Goodhart's law, credentials and social order - Part 1
--
I am trying out a new format of writing and reading. I find that when I go in with questions I get a lot more out of them, rather than reading blindly. Below I have written some questions to think about before reading this. I also made it possible for you to find the answers to these questions without having to read the whole thing (although I still encourage you to read the whole thing!). Click “Command” + “F” (if you’re on a mac), or “CTRL” + “F” if you’re on anything else. Copy and paste the question you have in the bar, and it should direct you to the section in my blog that will answer it for you (click enter until it shows you 2/2).
Questions:
What’s the TL;DR version?
What’s wrong with Goodhart’s law?
Why should I care about this in general?
How does this impact knowledge workers?
As an employer, why should I care right now?
As an employee why should I care about this in re to work?
--
"When a measure becomes a target, it ceases to be a good measure." - Goodhart's Law
Measurements (that are public) dictate behaviour, there is no escaping this. Most people also want to game things. We can’t really help it. So when you introduce a metric to people that dictates how they will be rewarded or punished, expect behavioural change and expect everyone to try and game it.
— As an employer, why should I care right now? —
A good example would be promoting employees based on the financial success of the projects they worked on, something a lot of companies do. They do this because they can not directly measure how an employee performed, so they use this as a proxy of their performance. The assumption is this:
If project X is successful, and employee A worked on it, then employee A must have had influence on this success, so employee A is performing well. If employee A is always working on high performing projects, then employee A must be a high performer.
— As an employee why should I care about this in re to work? —
Unsurprisingly, employees will start working on projects that are bound to be successful regardless of their input. This naturally decreases an employees’ (and therefore company’s) risk appetite. Probably not the behavioural change companies wanted, and it definitely isn’t measuring what employers actually want. Here is a good anecdotal example of how an employee changed their behaviour based on the metrics that dictated promotion.
— What’s wrong with Goodhart’s law? —
Interestingly enough, this does not apply to all things. For example this does not really happen in start-ups or sports. Why?
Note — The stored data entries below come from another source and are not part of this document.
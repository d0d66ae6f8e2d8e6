//! HTTP handlers over the engine's public surface.

use std::collections::HashMap;

use axum::Json;
use axum::extract::{Path, Query, Request, State};
use axum::http::HeaderMap;
use serde::Serialize;
use serde_json::json;

use wirehub_core::AppError;
use wirehub_plugin::routes::{RouteMethod, RouteRequest, TokenRequirement};
use wirehub_plugin::{DocTag, EventPayload, PluginSummary};

use crate::error::ApiError;
use crate::state::AppState;

/// Maximum accepted size of a plugin route body.
const MAX_BODY_BYTES: usize = 2 * 1024 * 1024;

/// Liveness probe.
pub async fn health() -> Json<serde_json::Value> {
    Json(json!({ "status": "ok" }))
}

/// Plugin listing: summaries plus documentation tags.
#[derive(Debug, Serialize)]
pub struct PluginListResponse {
    /// Loaded plugin summaries, in load order.
    pub plugins: Vec<PluginSummary>,
    /// Documentation tags of plugins with routes.
    pub tags: Vec<DocTag>,
}

/// Lists loaded plugins.
pub async fn list_plugins(State(state): State<AppState>) -> Json<PluginListResponse> {
    Json(PluginListResponse {
        plugins: state.engine.plugins().await,
        tags: state.engine.doc_tags().await,
    })
}

/// Returns one plugin's summary.
pub async fn get_plugin(
    State(state): State<AppState>,
    Path(name): Path<String>,
) -> Result<Json<PluginSummary>, ApiError> {
    let summary = state
        .engine
        .get_plugin(&name)
        .await
        .ok_or_else(|| AppError::not_found(format!("plugin '{name}' not found")))?;
    Ok(Json(summary))
}

/// Unloads a plugin. Requires an `admin` token.
pub async fn unload_plugin(
    State(state): State<AppState>,
    Path(name): Path<String>,
    Query(query): Query<HashMap<String, String>>,
    headers: HeaderMap,
) -> Result<Json<serde_json::Value>, ApiError> {
    let request = bare_request(query, &headers);
    state
        .gateway
        .verify_request(&request, &TokenRequirement::group("admin"))?;

    state.engine.unload_plugin(&name).await?;
    Ok(Json(json!({ "unloaded": name })))
}

/// Fires an event with the posted payload.
pub async fn fire_event(
    State(state): State<AppState>,
    Path(name): Path<String>,
    Json(payload): Json<EventPayload>,
) -> Result<Json<serde_json::Value>, ApiError> {
    let handlers = state.engine.fire_event(&name, payload).await?;
    Ok(Json(json!({ "event": name, "handlers": handlers })))
}

/// Runs an action with the posted payload.
pub async fn do_action(
    State(state): State<AppState>,
    Path(name): Path<String>,
    Json(payload): Json<EventPayload>,
) -> Result<Json<serde_json::Value>, ApiError> {
    let handlers = state.engine.do_action(&name, payload).await?;
    Ok(Json(json!({ "action": name, "handlers": handlers })))
}

/// Fallback: dispatches unmatched requests through the plugin route table.
pub async fn dispatch_plugin_route(
    State(state): State<AppState>,
    request: Request,
) -> Result<Json<serde_json::Value>, ApiError> {
    let (parts, body) = request.into_parts();

    let method = match parts.method.as_str() {
        "GET" => RouteMethod::Get,
        "POST" => RouteMethod::Post,
        "PUT" => RouteMethod::Put,
        "DELETE" => RouteMethod::Delete,
        other => {
            return Err(AppError::not_found(format!(
                "no route for {} {}",
                other,
                parts.uri.path()
            ))
            .into());
        }
    };

    let query = parts
        .uri
        .query()
        .map(parse_query_string)
        .unwrap_or_default();
    let mut route_request = bare_request(query, &parts.headers);

    let bytes = axum::body::to_bytes(body, MAX_BODY_BYTES)
        .await
        .map_err(|e| AppError::validation(format!("failed to read request body: {e}")))?;
    if !bytes.is_empty() {
        route_request.body = Some(
            serde_json::from_slice(&bytes)
                .map_err(|e| AppError::validation(format!("invalid JSON body: {e}")))?,
        );
    }

    let path = parts.uri.path().to_string();
    let value = state.engine.handle_route(method, &path, route_request).await?;
    Ok(Json(value))
}

/// Builds a route request carrying the credential transports only.
fn bare_request(query: HashMap<String, String>, headers: &HeaderMap) -> RouteRequest {
    let mut request = RouteRequest {
        query,
        ..RouteRequest::default()
    };

    for (name, value) in headers {
        if let Ok(value) = value.to_str() {
            request
                .headers
                .insert(name.as_str().to_ascii_lowercase(), value.to_string());
        }
    }

    if let Some(cookie_header) = request.headers.get("cookie").cloned() {
        for pair in cookie_header.split(';') {
            if let Some((key, value)) = pair.trim().split_once('=') {
                request.cookies.insert(key.to_string(), value.to_string());
            }
        }
    }

    request
}

/// Splits a raw query string into a key/value map.
fn parse_query_string(raw: &str) -> HashMap<String, String> {
    raw.split('&')
        .filter(|pair| !pair.is_empty())
        .map(|pair| match pair.split_once('=') {
            Some((key, value)) => (key.to_string(), value.to_string()),
            None => (pair.to_string(), String::new()),
        })
        .collect()
}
What makes start-ups and sports so special?
Firstly, notice how I mention the employee performance metric was a proxy for what they actually wanted to measure. More often that not, this is a common theme amongst game-able metrics. They don’t actually measure the thing they claim, they measure proxies. Most proxies follow this pattern:
We want to measure X, which produces Y. Since we can not directly measure X, we will measure C.
I think you can guess where I am going with this. If the rules of the game are that you get rewarded based on C, and I find out I can achieve C using a simpler means, then ‘don’t hate the player, hate the game’.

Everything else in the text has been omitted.